News
16 May 2019, 14:02
Benjamin Wehrmann

German grid expansion law takes effect as grid agency urges rapid action

Clean Energy Wire

A new law that is aimed at accelerating the much-needed expansion Germany’s power grid will enter into effect one day after the country’s grid agency BNetzA said grid expansion remains the greatest challenge of the Energiewende. The law will streamline procedures for the optimisation of existing lines as well as for the construction of new power lines, Germany’s economy ministry BMWi said. Economy and energy minister Peter Altmaier said the new law would serve to implement the decisions taken at last year’s ”grid summit”, where the federal government, together with Germany’s federal states, debated how resistance against grid expansion at the regional level could be overcome.
Meanwhile, Germany’s grid agency BNetzA stressed the need to make progress in grid expansion to better integrate the country’s growing renewable power generation capacity. “Grid expansion remains the Energiewende’s main challenge,” BNetzA head Jochen Homann said at the presentation of the agency’s 2018 annual report. Homann said the planning of new power lines was making “good progress”, whereas construction did not take place quickly enough. “This is reflected in higher costs for preserving system stability,” he argued. The agency said that about 7,700 kilometres of new power lines are currently planned in the country, out of which 1,800 were “licensed or already implemented”.

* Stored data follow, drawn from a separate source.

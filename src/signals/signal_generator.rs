//! Pullback signals from labeled swing points.

use crate::indicators::structure::{classify_trend, TREND_WINDOW};
use crate::models::{SignalDirection, SignalResult, SwingKind, SwingPattern, SwingPoint, Trend};
use tracing::debug;

/// Price factors and confidences used by [`SignalGenerator`].
#[derive(Debug, Clone, PartialEq)]
pub struct SignalConfig {
    /// Applied to the swing low before a higher low
    pub buy_stop_factor: f64,
    pub buy_stop_fallback: f64,
    /// Applied to the latest swing high
    pub buy_target_factor: f64,
    pub buy_target_fallback: f64,
    /// Applied to the swing high before a lower high
    pub sell_stop_factor: f64,
    pub sell_stop_fallback: f64,
    /// Applied to the latest swing low
    pub sell_target_factor: f64,
    pub sell_target_fallback: f64,
    pub trade_confidence: u8,
    pub hold_confidence: u8,
}

impl Default for SignalConfig {
    fn default() -> Self {
        Self {
            buy_stop_factor: 0.99,
            buy_stop_fallback: 0.98,
            buy_target_factor: 1.02,
            buy_target_fallback: 1.05,
            sell_stop_factor: 1.01,
            sell_stop_fallback: 1.02,
            sell_target_factor: 0.98,
            sell_target_fallback: 0.95,
            trade_confidence: 75,
            hold_confidence: 30,
        }
    }
}

pub struct SignalGenerator {
    config: SignalConfig,
}

impl Default for SignalGenerator {
    fn default() -> Self {
        Self::new(SignalConfig::default())
    }
}

impl SignalGenerator {
    pub fn new(config: SignalConfig) -> Self {
        Self { config }
    }

    pub fn config(&self) -> &SignalConfig {
        &self.config
    }

    /// Propose BUY on a higher low in an uptrend, SELL on a lower high in a
    /// downtrend, HOLD otherwise.
    ///
    /// `points` must be ordered by index. `current_price` does not affect
    /// the decision.
    pub fn generate_signal(&self, points: &[SwingPoint], current_price: f64) -> SignalResult {
        let last = match points.last() {
            Some(last) if points.len() >= TREND_WINDOW => last,
            _ => {
                return SignalResult::hold(
                    format!(
                        "Not enough swing points: need {}, got {}",
                        TREND_WINDOW,
                        points.len()
                    ),
                    0,
                    Trend::Sideways,
                );
            }
        };

        let trend = classify_trend(points);
        debug!(
            trend = %trend,
            last_index = last.index,
            last_pattern = %last.pattern,
            current_price,
            "evaluating swing structure"
        );

        match (trend, last.kind, last.pattern) {
            (Trend::Uptrend, SwingKind::Low, SwingPattern::HL) => self.buy(points, last, trend),
            (Trend::Downtrend, SwingKind::High, SwingPattern::LH) => self.sell(points, last, trend),
            _ => SignalResult::hold(
                format!("Trend is {}, waiting for a pullback setup", trend),
                self.config.hold_confidence,
                trend,
            ),
        }
    }

    fn buy(&self, points: &[SwingPoint], last: &SwingPoint, trend: Trend) -> SignalResult {
        let stop_loss = previous_of_kind(points, SwingKind::Low, last.index)
            .map(|low| low.price * self.config.buy_stop_factor)
            .unwrap_or(last.price * self.config.buy_stop_fallback);
        let take_profit = latest_of_kind(points, SwingKind::High)
            .map(|high| high.price * self.config.buy_target_factor)
            .unwrap_or(last.price * self.config.buy_target_fallback);

        SignalResult {
            signal: SignalDirection::Buy,
            reason: format!("Uptrend pullback to higher low at {:.2}", last.price),
            confidence: self.config.trade_confidence.min(100),
            entry_price: Some(last.price),
            stop_loss: Some(stop_loss),
            take_profit: Some(take_profit),
            trend,
        }
    }

    fn sell(&self, points: &[SwingPoint], last: &SwingPoint, trend: Trend) -> SignalResult {
        let stop_loss = previous_of_kind(points, SwingKind::High, last.index)
            .map(|high| high.price * self.config.sell_stop_factor)
            .unwrap_or(last.price * self.config.sell_stop_fallback);
        let take_profit = latest_of_kind(points, SwingKind::Low)
            .map(|low| low.price * self.config.sell_target_factor)
            .unwrap_or(last.price * self.config.sell_target_fallback);

        SignalResult {
            signal: SignalDirection::Sell,
            reason: format!("Downtrend pullback to lower high at {:.2}", last.price),
            confidence: self.config.trade_confidence.min(100),
            entry_price: Some(last.price),
            stop_loss: Some(stop_loss),
            take_profit: Some(take_profit),
            trend,
        }
    }
}

/// Signal with the default factors.
pub fn generate_signal(points: &[SwingPoint], current_price: f64) -> SignalResult {
    SignalGenerator::default().generate_signal(points, current_price)
}

fn previous_of_kind(points: &[SwingPoint], kind: SwingKind, before: usize) -> Option<&SwingPoint> {
    points
        .iter()
        .rev()
        .find(|p| p.kind == kind && p.index < before)
}

fn latest_of_kind(points: &[SwingPoint], kind: SwingKind) -> Option<&SwingPoint> {
    points.iter().rev().find(|p| p.kind == kind)
}
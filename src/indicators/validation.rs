use crate::indicators::error::IndicatorError;
use crate::models::Candle;

pub fn validate_depth(depth: usize) -> Result<(), IndicatorError> {
    if depth == 0 {
        return Err(IndicatorError::InvalidDepth(depth));
    }
    Ok(())
}

pub fn validate_price(price: f64) -> Result<(), IndicatorError> {
    if !price.is_finite() || price < 0.0 {
        return Err(IndicatorError::InvalidPrice(price));
    }
    Ok(())
}

/// Check OHLC consistency: finite prices and `low <= open, close <= high`.
pub fn validate_candle(index: usize, candle: &Candle) -> Result<(), IndicatorError> {
    let invalid = |reason: String| IndicatorError::InvalidCandle { index, reason };

    for (name, value) in [
        ("open", candle.open),
        ("high", candle.high),
        ("low", candle.low),
        ("close", candle.close),
    ] {
        if !value.is_finite() {
            return Err(invalid(format!("{} is not a finite number", name)));
        }
    }

    if candle.low > candle.high {
        return Err(invalid(format!(
            "low {} is above high {}",
            candle.low, candle.high
        )));
    }

    for (name, value) in [("open", candle.open), ("close", candle.close)] {
        if value < candle.low || value > candle.high {
            return Err(invalid(format!(
                "{} {} is outside the [{}, {}] range",
                name, value, candle.low, candle.high
            )));
        }
    }

    if let Some(volume) = candle.volume {
        if !volume.is_finite() || volume < 0.0 {
            return Err(invalid(format!("volume {} is negative or not finite", volume)));
        }
    }

    Ok(())
}

/// Validate every candle and require non-decreasing `time`.
pub fn validate_candles(candles: &[Candle]) -> Result<(), IndicatorError> {
    for (index, candle) in candles.iter().enumerate() {
        validate_candle(index, candle)?;
    }

    if let Some(offset) = candles.windows(2).position(|pair| pair[1].time < pair[0].time) {
        return Err(IndicatorError::UnsortedCandles { index: offset + 1 });
    }

    Ok(())
}
//! End-to-end market structure scenarios

use crate::fixtures::{assert_close, falling_rally_series, rising_pullback_series};
use swingscope::demo::{demo_candles, DEMO_DEPTH};
use swingscope::indicators::structure::{classify_trend, detect_swing_points};
use swingscope::models::{SignalDirection, SwingKind, SwingPattern, Trend};
use swingscope::signals::{generate_signal, StructureEngine};

#[test]
fn test_rising_series_produces_buy_at_higher_low() {
    let points = detect_swing_points(&rising_pullback_series(), 2).unwrap();
    assert_eq!(classify_trend(&points), Trend::Uptrend);

    let last = points.last().unwrap();
    assert_eq!(last.index, 13);
    assert_eq!(last.kind, SwingKind::Low);
    assert_eq!(last.pattern, SwingPattern::HL);

    let signal = generate_signal(&points, 109.0);
    assert_eq!(signal.signal, SignalDirection::Buy);
    assert_close(signal.entry_price.unwrap(), 104.0);
    assert_close(signal.take_profit.unwrap(), 127.5);
    assert_close(signal.stop_loss.unwrap(), 97.02);
}

#[test]
fn test_falling_series_produces_sell_at_lower_high() {
    let points = detect_swing_points(&falling_rally_series(), 2).unwrap();
    assert_eq!(classify_trend(&points), Trend::Downtrend);

    let signal = generate_signal(&points, 110.0);
    assert_eq!(signal.signal, SignalDirection::Sell);
    assert_close(signal.entry_price.unwrap(), 113.5);
    assert_close(signal.stop_loss.unwrap(), 117.5 * 1.01);
    assert_close(signal.take_profit.unwrap(), 98.5 * 0.98);
}

#[test]
fn test_truncated_series_holds_until_structure_completes() {
    // Cut before the second pullback is confirmed
    let candles = rising_pullback_series()[..15].to_vec();
    let points = detect_swing_points(&candles, 2).unwrap();
    assert_eq!(points.len(), 3);

    let signal = generate_signal(&points, 118.0);
    assert_eq!(signal.signal, SignalDirection::Hold);
    assert_eq!(signal.confidence, 0);
}

#[test]
fn test_demo_series_signals_buy() {
    let candles = demo_candles();
    let engine = StructureEngine::default();
    let analysis = engine.analyze(&candles, DEMO_DEPTH, None).unwrap();

    assert_eq!(analysis.trend, Trend::Uptrend);
    assert_eq!(analysis.signal.signal, SignalDirection::Buy);

    let lows: Vec<f64> = analysis
        .swing_points
        .iter()
        .filter(|p| p.is_low())
        .map(|p| p.price)
        .collect();
    let highs: Vec<f64> = analysis
        .swing_points
        .iter()
        .filter(|p| p.is_high())
        .map(|p| p.price)
        .collect();

    assert_close(analysis.signal.entry_price.unwrap(), lows[2]);
    assert_close(analysis.signal.stop_loss.unwrap(), lows[1] * 0.99);
    assert_close(analysis.signal.take_profit.unwrap(), highs[2] * 1.02);
}

#[test]
fn test_repeated_runs_are_identical() {
    let engine = StructureEngine::default();
    let candles = demo_candles();
    let first = engine.analyze(&candles, DEMO_DEPTH, None).unwrap();
    let second = engine.analyze(&candles, DEMO_DEPTH, None).unwrap();
    assert_eq!(first, second);
}
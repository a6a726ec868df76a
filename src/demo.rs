//! Illustrative EURUSD H1 series with three rising swings.
//!
//! Closes move linearly between fixed turning points. Turning-point candles
//! carry a longer wick so each pivot is a strict extremum.

use crate::models::Candle;
use chrono::{DateTime, Utc};

pub const DEMO_SYMBOL: &str = "EURUSD";
pub const DEMO_DEPTH: usize = 12;

/// 2024-01-02 00:00:00 UTC
const DEMO_START: i64 = 1_704_153_600;
const BAR_SECONDS: i64 = 3_600;
const WICK: f64 = 0.0004;

/// (bar index, close) turning points of the demo series
const TURNING_POINTS: [(usize, f64); 8] = [
    (0, 1.0850),
    (20, 1.0940),
    (36, 1.0895),
    (56, 1.0985),
    (72, 1.0945),
    (92, 1.1030),
    (108, 1.0990),
    (128, 1.1060),
];

pub fn demo_candles() -> Vec<Candle> {
    let closes = interpolate_closes();
    let mut candles = Vec::with_capacity(closes.len());

    for (i, &close) in closes.iter().enumerate() {
        let open = if i == 0 { close } else { closes[i - 1] };
        let wick = if is_turning_point(i) { WICK * 1.5 } else { WICK };
        let time = DateTime::<Utc>::from_timestamp(DEMO_START + i as i64 * BAR_SECONDS, 0)
            .unwrap_or_default();

        candles.push(
            Candle::new(open, open.max(close) + wick, open.min(close) - wick, close, time)
                .with_volume(1_000.0 + (i % 7) as f64 * 125.0),
        );
    }

    candles
}

fn interpolate_closes() -> Vec<f64> {
    let mut closes = vec![TURNING_POINTS[0].1];
    for pair in TURNING_POINTS.windows(2) {
        let (from_index, from_close) = pair[0];
        let (to_index, to_close) = pair[1];
        let bars = (to_index - from_index) as f64;
        for step in 1..=(to_index - from_index) {
            closes.push(from_close + (to_close - from_close) * step as f64 / bars);
        }
    }
    closes
}

fn is_turning_point(index: usize) -> bool {
    TURNING_POINTS.iter().any(|&(i, _)| i == index)
}
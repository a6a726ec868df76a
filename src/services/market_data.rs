//! Market data provider interface and file-backed implementations.

use crate::indicators::error::IndicatorError;
use crate::indicators::validation::validate_candles;
use crate::models::Candle;
use std::collections::HashMap;
use std::fs;
use std::path::{Path, PathBuf};
use thiserror::Error;
use tracing::debug;

#[derive(Debug, Error)]
pub enum ProviderError {
    #[error("failed to read {path}: {source}")]
    Io {
        path: PathBuf,
        #[source]
        source: std::io::Error,
    },

    #[error("failed to parse candles from {path}: {source}")]
    Parse {
        path: PathBuf,
        #[source]
        source: serde_json::Error,
    },

    #[error("unknown symbol: {0}")]
    UnknownSymbol(String),

    #[error("no candles available for {0}")]
    EmptySeries(String),

    #[error(transparent)]
    Validation(#[from] IndicatorError),
}

pub trait MarketDataProvider {
    /// Get up to `limit` of the newest candles for a symbol, oldest first
    fn get_candles(&self, symbol: &str, limit: usize) -> Result<Vec<Candle>, ProviderError>;

    /// Get the latest close for a symbol
    fn get_latest_price(&self, symbol: &str) -> Result<f64, ProviderError> {
        self.get_candles(symbol, 1)?
            .last()
            .map(|c| c.close)
            .ok_or_else(|| ProviderError::EmptySeries(symbol.to_string()))
    }
}

fn newest(mut candles: Vec<Candle>, limit: usize) -> Vec<Candle> {
    if candles.len() > limit {
        candles.drain(..candles.len() - limit);
    }
    candles
}

/// Load and validate a JSON array of candles.
pub fn load_candles_file(path: &Path) -> Result<Vec<Candle>, ProviderError> {
    let raw = fs::read_to_string(path).map_err(|source| ProviderError::Io {
        path: path.to_path_buf(),
        source,
    })?;
    let candles: Vec<Candle> =
        serde_json::from_str(&raw).map_err(|source| ProviderError::Parse {
            path: path.to_path_buf(),
            source,
        })?;
    validate_candles(&candles)?;

    debug!(path = %path.display(), candles = candles.len(), "loaded candle file");
    Ok(candles)
}

/// Reads `<SYMBOL>.json` files from a directory.
pub struct JsonFileProvider {
    directory: PathBuf,
}

impl JsonFileProvider {
    pub fn new(directory: impl Into<PathBuf>) -> Self {
        Self {
            directory: directory.into(),
        }
    }

    fn path_for(&self, symbol: &str) -> PathBuf {
        self.directory.join(format!("{}.json", symbol))
    }
}

impl MarketDataProvider for JsonFileProvider {
    fn get_candles(&self, symbol: &str, limit: usize) -> Result<Vec<Candle>, ProviderError> {
        let path = self.path_for(symbol);
        if !path.is_file() {
            return Err(ProviderError::UnknownSymbol(symbol.to_string()));
        }
        Ok(newest(load_candles_file(&path)?, limit))
    }
}

/// In-memory candle series keyed by symbol.
#[derive(Default)]
pub struct StaticProvider {
    series: HashMap<String, Vec<Candle>>,
}

impl StaticProvider {
    pub fn new() -> Self {
        Self::default()
    }

    pub fn with_series(
        mut self,
        symbol: impl Into<String>,
        candles: Vec<Candle>,
    ) -> Result<Self, ProviderError> {
        validate_candles(&candles)?;
        self.series.insert(symbol.into(), candles);
        Ok(self)
    }

    pub fn symbols(&self) -> Vec<&str> {
        let mut symbols: Vec<&str> = self.series.keys().map(String::as_str).collect();
        symbols.sort_unstable();
        symbols
    }
}

impl MarketDataProvider for StaticProvider {
    fn get_candles(&self, symbol: &str, limit: usize) -> Result<Vec<Candle>, ProviderError> {
        let candles = self
            .series
            .get(symbol)
            .ok_or_else(|| ProviderError::UnknownSymbol(symbol.to_string()))?;
        Ok(newest(candles.clone(), limit))
    }
}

Although the costs for grid stabilisation in Germany that is needed to balance intermittent renewable power production have slightly fallen, they remain high in absolute terms, amounting to 1.4 billion euros in 2018. The major transmission lines, named SuedLink, SuedOstLink and Ultranet, are needed to connect major renewable power generation areas in the north with industrial centres in the south but encounter fierce opposition by residents as well as local politicians, many of which argue that the large-scale power lines are a threat to human health and might lower the value of adjacent properties.